Just wondering ​​what the performance of this router is compared to say the Edgerouter Lite? Or X perhaps? That sort of price range/performance anyway.


Whether there is there much to be gained by upgrading. 




Can't really find any meaningful specs on it, and frankly not sure that's the end of the story either.


Don't use the wifi on it as I found it rubbish, but I do need VoIP for the mum in law's daily chit chats as she lives with us, so would need to set that up behind anything new.
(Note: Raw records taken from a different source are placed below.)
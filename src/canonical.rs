// Copyright 2025-present Harīṣh Tummalachērla
// SPDX-License-Identifier: Apache-2.0

//! Full system-name parsing, fragment formatting, and sector-name grammar
//! validation.
//!
//! Grounded on `pgnames.py`'s `pg_system_regex`, `format_name()`, and
//! `is_valid_sector_name()`.

use crate::error::GalaxyError;
use crate::position::MassCode;
use crate::system::SystemId;
use crate::tables::FragmentTables;
use crate::tokenizer;
use regex::Regex;
use std::sync::OnceLock;

/// `^(?P<sector>[\w\s'.()/-]+) (?P<prefix>[A-Za-z])(?P<centre>[A-Za-z])-(?P<suffix>[A-Za-z])
///  (?P<mcode>[A-Za-z])(?:(?P<number1>\d+)-)?(?P<number2>\d+)$`, bit-exact per spec section 6.
fn system_regex() -> &'static Regex {
    static RE: OnceLock<Regex> = OnceLock::new();
    RE.get_or_init(|| {
        Regex::new(
            r"^(?P<sector>[\w\s'.()/-]+) (?P<prefix>[A-Za-z])(?P<centre>[A-Za-z])-(?P<suffix>[A-Za-z]) (?P<mcode>[A-Za-z])(?:(?P<number1>\d+)-)?(?P<number2>\d+)$",
        )
        .expect("system-id regex is a fixed, compile-time-checked pattern")
    })
}

/// A full system name split into its raw sector-name text and parsed
/// six-field system identifier.
#[derive(Debug, Clone, PartialEq)]
pub struct ParsedSystemName {
    pub sector_name: String,
    pub id: SystemId,
    /// Whether the source text carried an explicit `number1-` group.
    pub had_number1: bool,
}

/// Parse a full `<sector> <P><C>-<S> <m>[<N1>-]<N2>` system name.
pub fn parse_system_name(input: &str) -> Result<ParsedSystemName, GalaxyError> {
    let caps = system_regex().captures(input).ok_or(GalaxyError::NotPg)?;
    let sector_name = caps["sector"].to_string();
    let prefix = caps["prefix"].chars().next().ok_or(GalaxyError::NotPg)?;
    let centre = caps["centre"].chars().next().ok_or(GalaxyError::NotPg)?;
    let suffix = caps["suffix"].chars().next().ok_or(GalaxyError::NotPg)?;
    let mcode = caps["mcode"].chars().next().ok_or(GalaxyError::NotPg)?;
    let mass_code = MassCode::from_char(mcode)?;

    let number1_match = caps.name("number1");
    let number1: i64 = number1_match
        .map(|m| m.as_str().parse().map_err(|_| GalaxyError::NotPg))
        .transpose()?
        .unwrap_or(0);
    let number2: i64 = caps["number2"].parse().map_err(|_| GalaxyError::NotPg)?;

    let id = SystemId::new(prefix, centre, suffix, mass_code, number1, number2)?;
    Ok(ParsedSystemName {
        sector_name,
        id,
        had_number1: number1_match.is_some() && number1 != 0,
    })
}

/// Format the trailing `<P><C>-<S> <m>[<N1>-]<N2>` system-id suffix.
pub fn format_system_id(id: &SystemId) -> String {
    if id.number1 != 0 {
        format!(
            "{}{}-{} {}{}-{}",
            id.prefix,
            id.centre,
            id.suffix,
            id.mass_code.to_char(),
            id.number1,
            id.number2
        )
    } else {
        format!(
            "{}{}-{} {}{}",
            id.prefix,
            id.centre,
            id.suffix,
            id.mass_code.to_char(),
            id.number2
        )
    }
}

/// Render a fragment sequence back into its surface form: class-2 names
/// (four fragments, the first and third both prefixes) get a space between
/// their two words; everything else is joined with no separator.
pub fn format_name(tables: &FragmentTables, frags: &[String]) -> Option<String> {
    if frags.is_empty() {
        return None;
    }
    if frags.len() == 4 && tables.prefixes.index_of(&frags[2]).is_some() {
        Some(format!(
            "{}{} {}{}",
            frags[0], frags[1], frags[2], frags[3]
        ))
    } else {
        Some(frags.concat())
    }
}

/// Tokenize `name` and reformat it through [`format_name`] — this is what
/// case-corrects a sector name against the fragment alphabet.
pub fn canonicalize_sector_fragments(tables: &FragmentTables, name: &str) -> Option<String> {
    let frags = tokenizer::get_fragments(tables, name, false).ok()?;
    format_name(tables, &frags)
}

/// Whether `name` tokenizes into a grammatically valid class-1 or class-2
/// sector name.
///
/// Mirrors `is_valid_sector_name`: a class-2 shape is four fragments whose
/// first and third are both prefixes, each followed by a suffix drawn from
/// that prefix's class-2 suffix series; a class-1 shape is three or four
/// fragments alternating infix series, terminated by the class-1 suffix
/// series the last infix implies.
pub fn is_valid_sector_name(tables: &FragmentTables, name: &str) -> bool {
    let frags = match tokenizer::get_fragments(tables, name, false) {
        Ok(f) => f,
        Err(_) => return false,
    };
    if frags.is_empty() || tables.prefixes.index_of(&frags[0]).is_none() {
        return false;
    }

    if frags.len() == 4 && tables.prefixes.index_of(&frags[2]).is_some() {
        let series0 = tables.c2_suffix_series_for_prefix(&frags[0]);
        let series2 = tables.c2_suffix_series_for_prefix(&frags[2]);
        let list0: &[String] = if series0 == 1 {
            &tables.c2_suffixes_1
        } else {
            &tables.c2_suffixes_2
        };
        let list2: &[String] = if series2 == 1 {
            &tables.c2_suffixes_1
        } else {
            &tables.c2_suffixes_2
        };
        return list0.contains(&frags[1]) && list2.contains(&frags[3]);
    }

    if frags.len() != 3 && frags.len() != 4 {
        return false;
    }

    let mut series = tables.c1_infix_series_for_prefix(&frags[0]);
    let infix1_ok = if series == 1 {
        tables.c1_infixes_s1.index_of(&frags[1]).is_some()
    } else {
        tables.c1_infixes_s2.index_of(&frags[1]).is_some()
    };
    if !infix1_ok {
        return false;
    }

    if frags.len() == 4 {
        series = if series == 1 { 2 } else { 1 };
        let infix2_ok = if series == 1 {
            tables.c1_infixes_s1.index_of(&frags[2]).is_some()
        } else {
            tables.c1_infixes_s2.index_of(&frags[2]).is_some()
        };
        if !infix2_ok {
            return false;
        }
    }

    let last_series = if series == 1 { 2 } else { 1 };
    let suffix_list: &[String] = if last_series == 1 {
        &tables.c1_suffixes_1
    } else {
        &tables.c1_suffixes_2
    };
    suffix_list.contains(frags.last().expect("non-empty, checked above"))
}
// Copyright 2025-present Harīṣh Tummalachērla
// SPDX-License-Identifier: Apache-2.0

//! `starname` CLI: translate between galactic positions and Elite Dangerous
//! procedural names.
//!
//! ```bash
//! starname name 0 0 0
//! starname name 0 0 0 --mass-code d
//! starname locate "Dryau Aowsy AB-C d3-45"
//! starname validate "Dryau Aowsy"
//! starname canon "dryau aowsy"
//! ```

use clap::Parser;
use starname::position::{MassCode, Position};
use starname::Galaxy;

mod cli;
use cli::{Cli, Commands};

fn main() {
    env_logger::init();
    let cli = Cli::parse();
    let galaxy = Galaxy::embedded();

    let result = match cli.command {
        Commands::Name {
            x,
            y,
            z,
            mass_code,
            no_ha,
        } => name(&galaxy, x, y, z, mass_code, !no_ha),
        Commands::Locate { name, no_ha } => locate(&galaxy, &name, !no_ha),
        Commands::Canon { name, sector_only } => canon(&galaxy, &name, sector_only),
        Commands::Validate { name } => {
            println!("{}", galaxy.is_valid_sector_name(&name));
            Ok(())
        }
    };

    if let Err(message) = result {
        log::error!("{message}");
        eprintln!("error: {message}");
        std::process::exit(1);
    }
}

fn name(
    galaxy: &Galaxy,
    x: f64,
    y: f64,
    z: f64,
    mass_code: Option<char>,
    allow_ha: bool,
) -> Result<(), String> {
    let pos = Position::new(x, y, z);
    match mass_code {
        Some(c) => {
            let mass_code = MassCode::from_char(c).map_err(|e| e.to_string())?;
            let resolved = galaxy
                .system_at(pos, mass_code)
                .map_err(|e| e.to_string())?;
            println!("{}", resolved.name);
        }
        None => {
            let name = galaxy.sector_name(pos, allow_ha).map_err(|e| e.to_string())?;
            println!("{name}");
        }
    }
    Ok(())
}

fn locate(galaxy: &Galaxy, name: &str, allow_ha: bool) -> Result<(), String> {
    if let Ok(resolved) = galaxy.system_from_name(name) {
        println!(
            "{} {} {} (+/- {} Ly)",
            resolved.position.x, resolved.position.y, resolved.position.z, resolved.uncertainty
        );
        return Ok(());
    }

    let sector = galaxy.sector_by_name(name, allow_ha).map_err(|e| e.to_string())?;
    let corner = sector.grid_origin(&galaxy.tables, galaxy.tables.cube_size);
    println!("{} {} {}", corner.x, corner.y, corner.z);
    Ok(())
}

fn canon(galaxy: &Galaxy, name: &str, sector_only: bool) -> Result<(), String> {
    let canonical = if sector_only {
        galaxy.canonical_sector_name(name)
    } else {
        galaxy.canonical_name(name)
    };
    match canonical {
        Some(canonical) => {
            println!("{canonical}");
            Ok(())
        }
        None => Err(format!("'{name}' is not a recognized name")),
    }
}
// Copyright 2025-present Harīṣh Tummalachērla
// SPDX-License-Identifier: Apache-2.0

//! A bidirectional codec between galactic positions and Elite Dangerous'
//! procedural sector/system names.
//!
//! # Architecture
//!
//! ```text
//! ┌─────────────┐   ┌────────────┐   ┌───────────┐   ┌──────────┐
//! │ fragments.rs│──▶│ tables.rs  │──▶│ class1.rs │   │ hash.rs  │
//! │ (raw data)  │   │(run series,│   │ class2.rs │◀──│(sector   │
//! └─────────────┘   │ state maps)│   │ (name <-> │   │ class)   │
//!                   └────────────┘   │  offset)  │   └──────────┘
//!                         │          └───────────┘        │
//!                         ▼                │               │
//!                   ┌────────────┐         ▼               ▼
//!                   │ offset.rs  │◀──────────────── sector.rs / galaxy.rs
//!                   │(index <->  │                  (top-level dispatch)
//!                   │  linear)   │                         ▲
//!                   └────────────┘                         │
//!                                          ┌────────────┐  │
//!                                          │   ha.rs    │──┘
//!                                          │(overlay)   │
//!                                          └────────────┘
//!                   ┌─────────────┐   ┌────────────┐
//!                   │tokenizer.rs │──▶│canonical.rs│
//!                   │(name frags) │   │(validation,│
//!                   └─────────────┘   │ formatting)│
//!                                      └────────────┘
//!                   ┌─────────────┐
//!                   │  system.rs  │ (relative position <-> system id)
//!                   └─────────────┘
//! ```
//!
//! # Module correspondence
//!
//! | Rust module      | Concern                                              |
//! |-------------------|------------------------------------------------------|
//! | `error`           | The shared `GalaxyError` taxonomy                     |
//! | `position`        | `Position`, `SectorIndex`, `MassCode`                 |
//! | `fragments`       | Raw fragment/override/HA data, as shipped in JSON     |
//! | `tables`          | Derived run-length series, totals, lookup indices     |
//! | `hash`            | The class-1/class-2 hash used when starting from a position |
//! | `offset`          | Signed sector index <-> flat linear offset            |
//! | `tokenizer`       | Sector-name string -> ordered phoneme fragments       |
//! | `class1`          | Class-1 name <-> offset codec                         |
//! | `class2`          | Class-2 name <-> offset codec                         |
//! | `canonical`       | Full system-name parsing, formatting, validation      |
//! | `system`          | Relative-position <-> system-id codec                 |
//! | `ha`              | The hand-authored sector overlay                      |
//! | `sector`          | Sector identity (procedural or hand-authored)         |
//! | `galaxy`          | The public `Galaxy` API tying everything together     |
//! | `contracts`       | Debug-only invariant checks                           |
//!
//! # Usage
//!
//! ```
//! use starname::Galaxy;
//! use starname::position::Position;
//!
//! let galaxy = Galaxy::embedded();
//! let name = galaxy.sector_name(Position::ORIGIN, true).unwrap();
//! assert_eq!(name, "Sol");
//! ```

pub mod canonical;
pub mod class1;
pub mod class2;
pub mod contracts;
pub mod error;
pub mod fragments;
pub mod galaxy;
pub mod ha;
pub mod hash;
pub mod offset;
pub mod position;
pub mod sector;
pub mod system;
pub mod tables;
pub mod tokenizer;

pub use error::GalaxyError;
pub use galaxy::{Galaxy, ResolvedSystem};
pub use position::{MassCode, Position, SectorIndex};
pub use sector::{PgSector, Sector};
pub use system::SystemId;
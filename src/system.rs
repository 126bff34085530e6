// Copyright 2025-present Harīṣh Tummalachērla
// SPDX-License-Identifier: Apache-2.0

//! The relative-position codec: packing/unpacking a system's six-field
//! identifier against a position within its sector's mass-code cube.
//!
//! Grounded on `pgnames.py`'s `_get_relpos_from_sysid()` /
//! `_get_sysid_from_relpos()`. The six fields pack into a single base-26
//! integer (`number1` is the most significant "digit", then suffix, centre,
//! prefix), which is then decomposed into `row`/`stack`/`column` against a
//! 128-wide grid — `number2` never participates in the packing: it labels
//! which star within the addressed cell this is, and is carried through
//! unchanged rather than computed.

use crate::error::GalaxyError;
use crate::position::{MassCode, Position};

const LETTERS: i64 = 26;
const ROW_LENGTH: i64 = 128;
const ROW_AREA: i64 = ROW_LENGTH * ROW_LENGTH;

/// The six fields of a parsed system identifier, `<P><C>-<S> <m>[<N1>-]<N2>`.
#[derive(Debug, Clone, Copy, PartialEq, Eq)]
pub struct SystemId {
    pub prefix: char,
    pub centre: char,
    pub suffix: char,
    pub mass_code: MassCode,
    pub number1: i64,
    pub number2: i64,
}

impl SystemId {
    /// Construct a system identifier, validating that `prefix`/`centre`/
    /// `suffix` are each a single `A..=Z` letter and that both numbers are
    /// non-negative.
    pub fn new(
        prefix: char,
        centre: char,
        suffix: char,
        mass_code: MassCode,
        number1: i64,
        number2: i64,
    ) -> Result<Self, GalaxyError> {
        for c in [prefix, centre, suffix] {
            if !c.is_ascii_alphabetic() {
                return Err(GalaxyError::NotPg);
            }
        }
        if number1 < 0 || number2 < 0 {
            return Err(GalaxyError::NotPg);
        }
        Ok(SystemId {
            prefix: prefix.to_ascii_uppercase(),
            centre: centre.to_ascii_uppercase(),
            suffix: suffix.to_ascii_uppercase(),
            mass_code,
            number1,
            number2,
        })
    }
}

fn letter_index(c: char) -> i64 {
    i64::from(c.to_ascii_uppercase() as u8 - b'A')
}

fn letter_at(index: i64) -> char {
    (b'A' + (index.rem_euclid(LETTERS)) as u8) as char
}

/// A position within a sector's mass-code cube, plus the half-cube
/// uncertainty inherent in addressing a cell rather than a point.
#[derive(Debug, Clone, Copy, PartialEq)]
pub struct RelativePosition {
    pub position: Position,
    pub uncertainty: f64,
}

/// `SystemId` → the position of its cell within the sector cube (origin at
/// the sector's own corner), and the half-cube uncertainty.
///
/// Mirrors `_get_relpos_from_sysid`: always computes a position, even one
/// whose `row` falls outside the 128-row grid (`number1` addressing a cell
/// beyond the sector boundary). Whether that overflow is acceptable depends
/// on whether the enclosing sector is hand-authored, which this function has
/// no way to know — that decision, and the warning it logs, belongs to the
/// caller (`Galaxy::system_from_name`).
pub fn relative_position(cube_size: f64, id: &SystemId) -> RelativePosition {
    let packed = LETTERS.pow(3) * id.number1
        + LETTERS.pow(2) * letter_index(id.suffix)
        + LETTERS * letter_index(id.centre)
        + letter_index(id.prefix);

    let row = packed.div_euclid(ROW_AREA);
    let remainder = packed.rem_euclid(ROW_AREA);
    let stack = remainder.div_euclid(ROW_LENGTH);
    let column = remainder.rem_euclid(ROW_LENGTH);

    let cube_width = id.mass_code.sub_cube_size(cube_size);
    let half = cube_width / 2.0;

    RelativePosition {
        position: Position::new(
            column as f64 * cube_width + half,
            stack as f64 * cube_width + half,
            row as f64 * cube_width + half,
        ),
        uncertainty: half,
    }
}

/// A position within a sector cube → the system identifier whose cell
/// contains it. `number2` is always `0` (this codec has no way to recover
/// which star within the cell a bare position refers to).
///
/// Mirrors `_get_sysid_from_relpos`.
pub fn system_id_from_position(
    cube_size: f64,
    relative: Position,
    mass_code: MassCode,
) -> SystemId {
    let cube_width = mass_code.sub_cube_size(cube_size);
    let column = (relative.x / cube_width).floor() as i64;
    let stack = (relative.y / cube_width).floor() as i64;
    let row = (relative.z / cube_width).floor() as i64;

    let packed = column + ROW_LENGTH * stack + ROW_AREA * row;

    let prefix = letter_at(packed.rem_euclid(LETTERS));
    let centre = letter_at(packed.div_euclid(LETTERS).rem_euclid(LETTERS));
    let suffix = letter_at(packed.div_euclid(LETTERS.pow(2)).rem_euclid(LETTERS));
    let number1 = packed.div_euclid(LETTERS.pow(3));

    SystemId {
        prefix,
        centre,
        suffix,
        mass_code,
        number1,
        number2: 0,
    }
}

#[cfg(test)]
mod tests {
    use super::*;

    #[test]
    fn round_trips_through_relative_position() {
        for number1 in 0..4i64 {
            for p in [0, 5, 25] {
                for c in [0, 12, 25] {
                    for s in [0, 1, 25] {
                        let id = SystemId::new(
                            letter_at(p),
                            letter_at(c),
                            letter_at(s),
                            MassCode::D,
                            number1,
                            7,
                        )
                        .unwrap();
                        let rel = relative_position(1280.0, &id);
                        let back = system_id_from_position(1280.0, rel.position, MassCode::D);
                        assert_eq!(back.prefix, id.prefix);
                        assert_eq!(back.centre, id.centre);
                        assert_eq!(back.suffix, id.suffix);
                        assert_eq!(back.number1, id.number1);
                    }
                }
            }
        }
    }

    #[test]
    fn overflowing_number1_is_computed_not_rejected() {
        // `relative_position` itself never rejects an out-of-cube row: that
        // decision (and its HA leeway) belongs to the caller.
        let id = SystemId::new('A', 'A', 'A', MassCode::H, 10_000_000, 0).unwrap();
        let rel = relative_position(1280.0, &id);
        assert!(rel.position.z > 1280.0);
    }

    #[test]
    fn rejects_non_letter_fields() {
        assert_eq!(
            SystemId::new('1', 'A', 'A', MassCode::A, 0, 0),
            Err(GalaxyError::NotPg)
        );
    }
}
Seems like others have had success doing that, and I can follow instructions.




I do some gaming on a PS4, so mostly interested in latency/jitter/bufferbloat etc, but on fibre is a 'faster' router going to add anything here?


My gaming bandwidth is shared with the usual fare of Netflix/VoIP calls/web. 


I do use a VPN - but only PC based (eg AnyConnect) for remote work in this current climate - which is streaming video and then just some RDP etc - only really about 15Mbps worth.




Was looking for some QOS, but I see that this isn't hardware offloaded with the Lite, and seems to generally slow down total speeds on any sub-commercial router anyway, so not sure about going that route.


Does QOS increase ping? I.e if I actually did use the QOS in the Lite or X, knowing that I didn't need more than 300Mbps (without hardware offloading), would it be advantageous to use QOS at the risk that it increases latency through processing? Or is that done so fast were talking negligible amounts?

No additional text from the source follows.